→ Work required: Filter the entries, keeping every line with the word "bind".

═══ Extracted material

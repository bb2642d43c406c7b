use std::io;
use std::net::SocketAddr;
use std::sync::atomic::{AtomicU64, Ordering};
use std::sync::{Arc, Mutex, MutexGuard, PoisonError, RwLock};

use futures::{SinkExt, StreamExt};
use tokio::net::{TcpListener, TcpStream, ToSocketAddrs};
use tokio::sync::mpsc;
use tokio_util::bytes::Bytes;
use tokio_util::codec::{Framed, LengthDelimitedCodec};
use tokio_util::sync::CancellationToken;

use super::config::ServerConfig;
use super::events::{DisconnectReason, ServerEvent};
use super::peers::{PeerInfo, PeerTable};
use crate::dispatch::{Dispatch, Engine};
use crate::error::Error;
use crate::glow::{Element, InvocationResult, Root, TreePath, Value};
use crate::subscribers::{PeerId, PeerSink};
use crate::tree::Tree;

/// Executes function invocations on behalf of peers.
pub trait InvocationHandler: Send + Sync {
    fn invoke(&self, path: &TreePath, arguments: &[Value]) -> Result<Vec<Value>, String>;
}

struct RejectInvocations;

impl InvocationHandler for RejectInvocations {
    fn invoke(&self, path: &TreePath, _arguments: &[Value]) -> Result<Vec<Value>, String> {
        Err(format!("no handler for function {}", path))
    }
}

pub fn frame_codec(max_frame_length: usize) -> LengthDelimitedCodec {
    LengthDelimitedCodec::builder()
        .max_frame_length(max_frame_length)
        .new_codec()
}

/// Opens a framed client connection to a tree server.
pub async fn connect(addr: impl ToSocketAddrs) -> io::Result<Framed<TcpStream, LengthDelimitedCodec>> {
    let stream = TcpStream::connect(addr).await?;
    stream.set_nodelay(true)?;
    Ok(Framed::new(
        stream,
        frame_codec(super::config::DEFAULT_MAX_FRAME_LENGTH),
    ))
}

fn lock<T>(mutex: &Mutex<T>) -> MutexGuard<'_, T> {
    mutex.lock().unwrap_or_else(PoisonError::into_inner)
}

struct Shared {
    config: ServerConfig,
    engine: Mutex<Engine>,
    peers: Mutex<PeerTable>,
    handler: RwLock<Arc<dyn InvocationHandler>>,
    events: mpsc::UnboundedSender<ServerEvent>,
    next_peer: AtomicU64,
    shutdown: CancellationToken,
}

impl Shared {
    fn emit(&self, event: ServerEvent) {
        let _ = self.events.send(event);
    }

    fn publish(&self, dispatch: &Dispatch, origin: Option<SocketAddr>) {
        for event in &dispatch.events {
            self.emit(ServerEvent::from_tree(event.clone(), origin));
        }
    }

    fn send(&self, peer: PeerId, message: Root) {
        let peers = lock(&self.peers);
        if !peers.deliver(peer, &message) {
            log::debug!("Reply to {} dropped, peer is gone", peer);
        }
    }

    /// Runs `operation` with the engine and peer table locked, so that
    /// resolving, mutating and fanning out happen as one step.
    fn with_engine<F>(&self, operation: F) -> Result<Dispatch, Error>
    where
        F: FnOnce(&mut Engine, &PeerTable) -> Result<Dispatch, Error>,
    {
        let mut engine = lock(&self.engine);
        let peers = lock(&self.peers);
        operation(&mut engine, &peers)
    }

    fn handle_frame(&self, peer: PeerId, addr: SocketAddr, frame: &[u8]) {
        let request = match Root::decode(frame) {
            Ok(request) => request,
            Err(e) => {
                log::warn!("Undecodable message from {}: {}", addr, e);
                self.emit(ServerEvent::Error {
                    addr: Some(addr),
                    message: format!("Decode error: {}", e),
                });
                return;
            }
        };

        let result = {
            let mut engine = lock(&self.engine);
            let peers = lock(&self.peers);
            engine
                .handle_request(peer, &request, &*peers)
                .map_err(|e| (e, engine.tree().minimal_snapshot()))
        };

        let dispatch = match result {
            Ok(dispatch) => dispatch,
            Err((e, snapshot)) => {
                log::warn!("Request from {} rejected: {}", addr, e);
                self.emit(ServerEvent::Error {
                    addr: Some(addr),
                    message: e.to_string(),
                });
                self.send(peer, snapshot);
                return;
            }
        };

        log::debug!(
            "Request from {} on {}",
            addr,
            dispatch.path.as_ref().map(ToString::to_string).unwrap_or_default()
        );
        self.emit(ServerEvent::RequestReceived {
            peer,
            addr,
            path: dispatch.path.clone(),
        });
        self.publish(&dispatch, Some(addr));

        if let Some(pending) = dispatch.invocation {
            let handler = Arc::clone(&self.handler.read().unwrap_or_else(PoisonError::into_inner));
            let id = pending.invocation.id.unwrap_or_default();
            let result = match handler.invoke(&pending.path, &pending.invocation.arguments) {
                Ok(values) => InvocationResult::success(id, values),
                Err(message) => {
                    log::warn!("Invocation {} on {} failed: {}", id, pending.path, message);
                    InvocationResult::failure(id)
                }
            };
            self.emit(ServerEvent::Invoked {
                path: pending.path,
                invocation_id: pending.invocation.id,
                success: result.success,
            });
            self.send(peer, Root::InvocationResult(result));
        }

        if let Some(reply) = dispatch.reply {
            self.send(peer, reply);
        }
    }
}

/// Accepts peers and serves the shared tree to them.
pub struct TreeServer {
    listener: TcpListener,
    shared: Arc<Shared>,
    events: Option<mpsc::UnboundedReceiver<ServerEvent>>,
}

impl TreeServer {
    pub async fn bind(config: ServerConfig, tree: Tree) -> io::Result<Self> {
        let listener = TcpListener::bind(config.bind_addr()).await?;
        let (events_tx, events_rx) = mpsc::unbounded_channel();
        let shared = Arc::new(Shared {
            config,
            engine: Mutex::new(Engine::new(tree)),
            peers: Mutex::new(PeerTable::default()),
            handler: RwLock::new(Arc::new(RejectInvocations)),
            events: events_tx,
            next_peer: AtomicU64::new(1),
            shutdown: CancellationToken::new(),
        });

        let server = Self {
            listener,
            shared,
            events: Some(events_rx),
        };
        server.shared.emit(ServerEvent::Listening {
            addr: server.local_addr()?,
        });
        Ok(server)
    }

    pub fn local_addr(&self) -> io::Result<SocketAddr> {
        self.listener.local_addr()
    }

    /// Takes the event receiver. Events are buffered until it is taken.
    pub fn take_events(&mut self) -> Option<mpsc::UnboundedReceiver<ServerEvent>> {
        self.events.take()
    }

    pub fn handle(&self) -> ServerHandle {
        ServerHandle {
            shared: Arc::clone(&self.shared),
        }
    }

    pub async fn run(self) -> io::Result<()> {
        log::info!("Serving tree on {}", self.local_addr()?);
        loop {
            tokio::select! {
                _ = self.shared.shutdown.cancelled() => break,
                accepted = self.listener.accept() => match accepted {
                    Ok((stream, addr)) => {
                        let shared = Arc::clone(&self.shared);
                        tokio::spawn(serve_peer(shared, stream, addr));
                    }
                    Err(e) => {
                        self.shared.emit(ServerEvent::Error {
                            addr: None,
                            message: format!("Accept failed: {}", e),
                        });
                    }
                },
            }
        }
        log::info!("Tree server stopped");
        Ok(())
    }
}

async fn serve_peer(shared: Arc<Shared>, stream: TcpStream, addr: SocketAddr) {
    let peer = PeerId(shared.next_peer.fetch_add(1, Ordering::Relaxed));
    if let Err(e) = stream.set_nodelay(true) {
        log::debug!("Could not set TCP_NODELAY for {}: {}", addr, e);
    }
    let framed = Framed::new(stream, frame_codec(shared.config.max_frame_length));
    let (mut sink, mut frames) = framed.split();
    let (outbound_tx, mut outbound_rx) = mpsc::unbounded_channel::<Root>();

    lock(&shared.peers).insert(peer, addr, outbound_tx);
    log::info!("{} connected from {}", peer, addr);
    shared.emit(ServerEvent::ConnectionOpened { peer, addr });

    let writer = tokio::spawn(async move {
        while let Some(message) = outbound_rx.recv().await {
            if let Err(e) = sink.send(Bytes::from(message.encode())).await {
                log::debug!("Write to {} failed: {}", addr, e);
                break;
            }
        }
    });

    let reason = loop {
        let frame = tokio::select! {
            _ = shared.shutdown.cancelled() => break DisconnectReason::Shutdown,
            frame = frames.next() => frame,
        };
        match frame {
            Some(Ok(frame)) => shared.handle_frame(peer, addr, &frame),
            Some(Err(e)) => {
                shared.emit(ServerEvent::Error {
                    addr: Some(addr),
                    message: format!("Stream error: {}", e),
                });
                break DisconnectReason::Error;
            }
            None => break DisconnectReason::Closed,
        }
    };

    lock(&shared.peers).remove(peer);
    writer.abort();
    log::info!("{} {}", peer, reason.as_str());
    shared.emit(ServerEvent::ConnectionClosed { peer, addr, reason });
}

/// Cloneable control surface of a running server.
#[derive(Clone)]
pub struct ServerHandle {
    shared: Arc<Shared>,
}

impl ServerHandle {
    pub fn set_invocation_handler(&self, handler: impl InvocationHandler + 'static) {
        *self
            .shared
            .handler
            .write()
            .unwrap_or_else(PoisonError::into_inner) = Arc::new(handler);
    }

    fn operate<F>(&self, operation: F) -> Result<Dispatch, Error>
    where
        F: FnOnce(&mut Engine, &PeerTable) -> Result<Dispatch, Error>,
    {
        let dispatch = self.shared.with_engine(operation)?;
        self.shared.publish(&dispatch, None);
        Ok(dispatch)
    }

    pub fn matrix_connect(&self, path: &str, target: u32, sources: Vec<u32>) -> Result<Dispatch, Error> {
        let path: TreePath = path.parse()?;
        self.operate(|engine, peers| engine.matrix_connect(&path, target, sources, peers))
    }

    pub fn matrix_disconnect(&self, path: &str, target: u32, sources: Vec<u32>) -> Result<Dispatch, Error> {
        let path: TreePath = path.parse()?;
        self.operate(|engine, peers| engine.matrix_disconnect(&path, target, sources, peers))
    }

    pub fn matrix_set(&self, path: &str, target: u32, sources: Vec<u32>) -> Result<Dispatch, Error> {
        let path: TreePath = path.parse()?;
        self.operate(|engine, peers| engine.matrix_set(&path, target, sources, peers))
    }

    pub fn set_value(&self, path: &str, value: Value) -> Result<Dispatch, Error> {
        let path: TreePath = path.parse()?;
        self.operate(|engine, peers| engine.set_value(&path, value, peers))
    }

    pub fn replace_element(&self, path: &str, element: Element) -> Result<Dispatch, Error> {
        let path: TreePath = path.parse()?;
        self.operate(|engine, peers| engine.replace_element(&path, element, peers))
    }

    pub fn peers(&self) -> Vec<PeerInfo> {
        lock(&self.shared.peers).infos()
    }

    /// Number of elements in the served tree.
    pub fn element_count(&self) -> usize {
        lock(&self.shared.engine).tree().len()
    }

    pub fn shutdown(&self) {
        self.shared.shutdown.cancel();
    }

    pub fn is_running(&self) -> bool {
        !self.shared.shutdown.is_cancelled()
    }
}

══════

→ Task answer:
    pub async fn bind(config: ServerConfig, tree: Tree) -> io::Result<Self> {
        let listener = TcpListener::bind(config.bind_addr()).await?;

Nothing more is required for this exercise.